Nowadays I am much choosier about the companies I work with and the teams I choose to work in, and that’s my privilege.
However, the last few days have really brought the sheer lack of change to the fore. In the words of Solange ‘I am weary of the ways of the world.’ It’s been painful, I’ve broken down, got back up and broken down again. But I am now coming to terms with the fact that unless we are brutally honest about our experiences no one believes that this is a real issue that affects our lives daily.
Having spoken to many black professionals in the PR industry, some at the start of their career, some with countless years of experience behind them there is a red thread: Exclusion not inclusion is de rigeur.
‘Diversity and inclusion’ (D&I) programmes, ‘BAME networks’ and allyship are not serving us. This week I’ve heard from so many black PR professionals in my network who have had to lobby their company’s BAME groups and D&I leads to listen, to have a conversation to act.
Those without D&I programmes, and who are the only black person in an all-white organisation, are suddenly charged with the company’s diversity effort as if their experience alone is enough to make them an expert.

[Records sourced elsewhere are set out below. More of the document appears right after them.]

//! ZIP archive source.

use std::io::Cursor;
use std::io::Read;
use std::sync::Arc;

use zip::result::ZipError;

use super::traits::ArchiveSource;
use crate::InspectError;
use crate::Result;

/// ZIP archive held in memory.
///
/// The central directory is parsed once; each read works on a cheap clone of
/// the parsed archive so no lock is needed.
#[derive(Debug, Clone)]
pub struct ZipArchive {
    archive: zip::ZipArchive<Cursor<Arc<[u8]>>>,
    entries: Vec<String>,
    size: u64,
}

impl ZipArchive {
    /// Parses a ZIP archive from its raw bytes.
    ///
    /// # Errors
    ///
    /// Returns [`InspectError::BadFile`] if the headers are corrupt.
    pub fn new(bytes: impl Into<Arc<[u8]>>) -> Result<Self> {
        let bytes: Arc<[u8]> = bytes.into();
        let size = bytes.len() as u64;
        let mut archive = zip::ZipArchive::new(Cursor::new(bytes))
            .map_err(|e| InspectError::BadFile(format!("failed to open ZIP archive: {e}")))?;

        let mut entries = Vec::with_capacity(archive.len());
        for i in 0..archive.len() {
            let entry = archive.by_index_raw(i).map_err(|e| {
                InspectError::BadFile(format!("failed to read ZIP entry {i}: {e}"))
            })?;
            if !entry.is_dir() {
                entries.push(entry.name().to_string());
            }
        }

        Ok(Self {
            archive,
            entries,
            size,
        })
    }
}

impl ArchiveSource for ZipArchive {
    fn list(&self) -> &[String] {
        &self.entries
    }

    fn read(&self, path: &str) -> Result<Vec<u8>> {
        let mut archive = self.archive.clone();
        let mut file = match archive.by_name(path) {
            Ok(file) if !file.is_dir() => file,
            Ok(_) | Err(ZipError::FileNotFound) => return Err(InspectError::not_found(path)),
            Err(e) => {
                return Err(InspectError::BadFile(format!(
                    "failed to open ZIP entry {path}: {e}"
                )));
            }
        };

        let capacity = usize::try_from(file.size()).unwrap_or(0);
        let mut contents = Vec::with_capacity(capacity);
        file.read_to_end(&mut contents)
            .map_err(|e| InspectError::BadFile(format!("failed to decompress {path}: {e}")))?;
        Ok(contents)
    }

    fn format_name(&self) -> &str {
        "zip"
    }

    fn size(&self) -> u64 {
        self.size
    }
}

#[cfg(test)]
#[allow(clippy::unwrap_used)]
mod tests {
    use super::*;
    use crate::test_utils::create_test_zip;

    #[test]
    fn test_zip_list_and_read() {
        let data = create_test_zip(vec![("a.txt", b"hello"), ("dir/b.txt", b"world")]);
        let archive = ZipArchive::new(data).unwrap();

        assert_eq!(archive.format_name(), "zip");
        assert_eq!(archive.list(), ["a.txt", "dir/b.txt"]);
        assert_eq!(archive.read("a.txt").unwrap(), b"hello");
        assert_eq!(archive.read("dir/b.txt").unwrap(), b"world");
    }

    #[test]
    fn test_zip_excludes_directories() {
        let data = crate::test_utils::ZipTestBuilder::new()
            .add_directory("dir/")
            .add_file("dir/a.txt", b"x")
            .build();
        let archive = ZipArchive::new(data).unwrap();
        assert_eq!(archive.list(), ["dir/a.txt"]);
        assert!(archive.read("dir/").unwrap_err().is_not_found());
    }

    #[test]
    fn test_zip_missing_path() {
        let data = create_test_zip(vec![("a.txt", b"hello")]);
        let archive = ZipArchive::new(data).unwrap();
        let err = archive.read("missing.txt").unwrap_err();
        assert!(matches!(err, InspectError::NotFound { path } if path == "missing.txt"));
    }

    #[test]
    fn test_zip_empty_file() {
        let data = create_test_zip(vec![("empty.txt", b"")]);
        let archive = ZipArchive::new(data).unwrap();
        assert!(archive.read("empty.txt").unwrap().is_empty());
    }

    #[test]
    fn test_zip_malformed_bytes() {
        let err = ZipArchive::new(b"PK\x03\x04 definitely not a zip".to_vec()).unwrap_err();
        assert!(matches!(err, InspectError::BadFile(_)));
    }

    #[test]
    fn test_zip_size() {
        let data = create_test_zip(vec![("a.txt", b"hello")]);
        let len = data.len() as u64;
        let archive = ZipArchive::new(data).unwrap();
        assert_eq!(archive.size(), len);
    }

    #[test]
    fn test_zip_every_listed_entry_reads_and_nothing_else_does() {
        let data = crate::test_utils::ZipTestBuilder::new()
            .add_directory("pkg/")
            .add_file("pkg/a.py", b"a = 1")
            .add_file("pkg/sub/b.py", b"b = 2")
            .build();
        let archive = ZipArchive::new(data).unwrap();

        for entry in archive.list() {
            assert!(archive.read(entry).is_ok(), "listed entry {entry} not readable");
        }
        for unlisted in ["pkg/", "pkg", "a.py", "pkg/c.py", ""] {
            assert!(
                archive.read(unlisted).unwrap_err().is_not_found(),
                "unlisted path {unlisted:?} was readable"
            );
        }
    }
}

So, what are the problems with D&I programmes?
- So many D&I schemes are tokenistic at best. They are not set up to act. Like the brand statements we have all seen and the swathe of comments underneath each one calling out their inauthenticity, they are not rooted in reality.

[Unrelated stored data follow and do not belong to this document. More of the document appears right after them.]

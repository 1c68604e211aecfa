//! `test-utils` is used for testing `flowgate-lib`.
//! This crate does not depend on `flowgate-lib`, else we would get dependency cycles.
//! Macros are used instead, so that the importer is responsible for providing the dependencies.

use std::future::Future;
use std::sync::Arc;
use std::sync::atomic::{AtomicUsize, Ordering};

/// Build `Params` from `key => value` pairs; `Params` must be in scope
///
/// ```ignore
/// let params = params! { "model" => "small", "id" => 3 };
/// ```
#[macro_export]
macro_rules! params {
    ($($key:expr => $value:expr),* $(,)?) => {
        Params::new()$(.with($key, $value))*
    };
}

/// Records how many units are inside a tracked section at the same time
#[derive(Debug, Clone, Default)]
pub struct ConcurrencyProbe {
    current: Arc<AtomicUsize>,
    peak: Arc<AtomicUsize>,
    entered: Arc<AtomicUsize>,
}

impl ConcurrencyProbe {
    /// Create a probe with all counters at zero
    #[must_use]
    pub fn new() -> Self {
        Self::default()
    }

    /// Enter the tracked section until the guard is dropped
    #[must_use]
    pub fn enter(&self) -> ProbeGuard {
        let now = self.current.fetch_add(1, Ordering::SeqCst) + 1;
        self.peak.fetch_max(now, Ordering::SeqCst);
        self.entered.fetch_add(1, Ordering::SeqCst);
        ProbeGuard {
            current: self.current.clone(),
        }
    }

    /// Run `fut` inside the tracked section
    pub async fn track<F: Future>(&self, fut: F) -> F::Output {
        let _guard = self.enter();
        fut.await
    }

    /// Units inside the section right now
    #[must_use]
    pub fn current(&self) -> usize {
        self.current.load(Ordering::SeqCst)
    }

    /// Highest number of units that were ever inside at once
    #[must_use]
    pub fn peak(&self) -> usize {
        self.peak.load(Ordering::SeqCst)
    }

    /// Number of times the section was entered
    #[must_use]
    pub fn entered(&self) -> usize {
        self.entered.load(Ordering::SeqCst)
    }
}

/// Leaves the tracked section when dropped
#[derive(Debug)]
pub struct ProbeGuard {
    current: Arc<AtomicUsize>,
}

impl Drop for ProbeGuard {
    fn drop(&mut self) {
        self.current.fetch_sub(1, Ordering::SeqCst);
    }
}

/// A unit of work that is throttled on its first calls and succeeds afterwards
#[derive(Debug, Clone)]
pub struct FlakyWork {
    calls: Arc<AtomicUsize>,
    throttled_calls: usize,
}

impl FlakyWork {
    /// Error message returned while throttled
    pub const RATE_LIMITED: &'static str = "429 Too Many Requests";

    /// Throttle the first `throttled_calls` calls
    #[must_use]
    pub fn new(throttled_calls: usize) -> Self {
        Self {
            calls: Arc::new(AtomicUsize::new(0)),
            throttled_calls,
        }
    }

    /// Returns the zero-based call number, or [`FlakyWork::RATE_LIMITED`]
    ///
    /// # Errors
    ///
    /// Fails for the first `throttled_calls` calls
    pub fn call(&self) -> Result<usize, String> {
        let call = self.calls.fetch_add(1, Ordering::SeqCst);
        if call < self.throttled_calls {
            Err(Self::RATE_LIMITED.to_string())
        } else {
            Ok(call)
        }
    }

    /// Number of calls so far
    #[must_use]
    pub fn calls(&self) -> usize {
        self.calls.load(Ordering::SeqCst)
    }
}

#[cfg(test)]
mod tests {
    use super::*;

    #[test]
    fn test_probe_tracks_peak() {
        let probe = ConcurrencyProbe::new();
        let first = probe.enter();
        let second = probe.enter();
        assert_eq!(probe.current(), 2);
        drop(first);
        drop(second);
        let _third = probe.enter();

        assert_eq!(probe.current(), 1);
        assert_eq!(probe.peak(), 2);
        assert_eq!(probe.entered(), 3);
    }

    #[test]
    fn test_flaky_work() {
        let work = FlakyWork::new(2);
        assert!(work.call().is_err());
        assert!(work.clone().call().is_err());
        assert_eq!(work.call(), Ok(2));
        assert_eq!(work.calls(), 3);
    }
}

- There is too much focus on diversity and not enough resource, thinking and time going in to figuring out ‘inclusion’. Effectively these programmes exclude the very people they have been set up to support. They act as a silencer too – as any issue you have as a black professional is swept under the all singing no dancing D&I carpet.
- There is no specificity, all the ‘different’ ones are bundled together under ‘diversity’ or ‘BAME’ therefore no tailored solutions can be developed let alone put in place. The work needed to authentically dismantle anti-black racism in UK workplaces is very different to the solutions needed to ensure other protected characteristics are not discriminated against. ‘One size fits all’ is simply not the option.
And here is my crucial point:
The solution to anti-back racism in the workplace resides in constant, active, individual and collective action. It relies on looking inwards, understanding privilege and biases, and persistently challenging the status quo.
I recently spoke to a close friend and ex-colleague who called to check in on me. Yes, she identifies as White British. We have had many conversations about race and racism in the past, sometimes challenging but often enlightening for both of us. Amongst other things she let me know that she was actively doing the work she felt she needed to do to educate herself more, build understanding of the black British experience and her privilege. She also acknowledged that she knows I don’t have all the answers which was very refreshing. I will never be an expert on living-while-black, I am only an expert on my experience.
Doing the personal work has to be the first step to breaking down anti-black racism in the workplace. It would be energising to see more CEOs and senior leaders committing to this.
Only then can you – who have publicly declared that you care about black lives – drive real change for black people in the workplace. Most importantly, only then can you move from ‘standing in solidarity’ to ‘being in solidarity’ with us.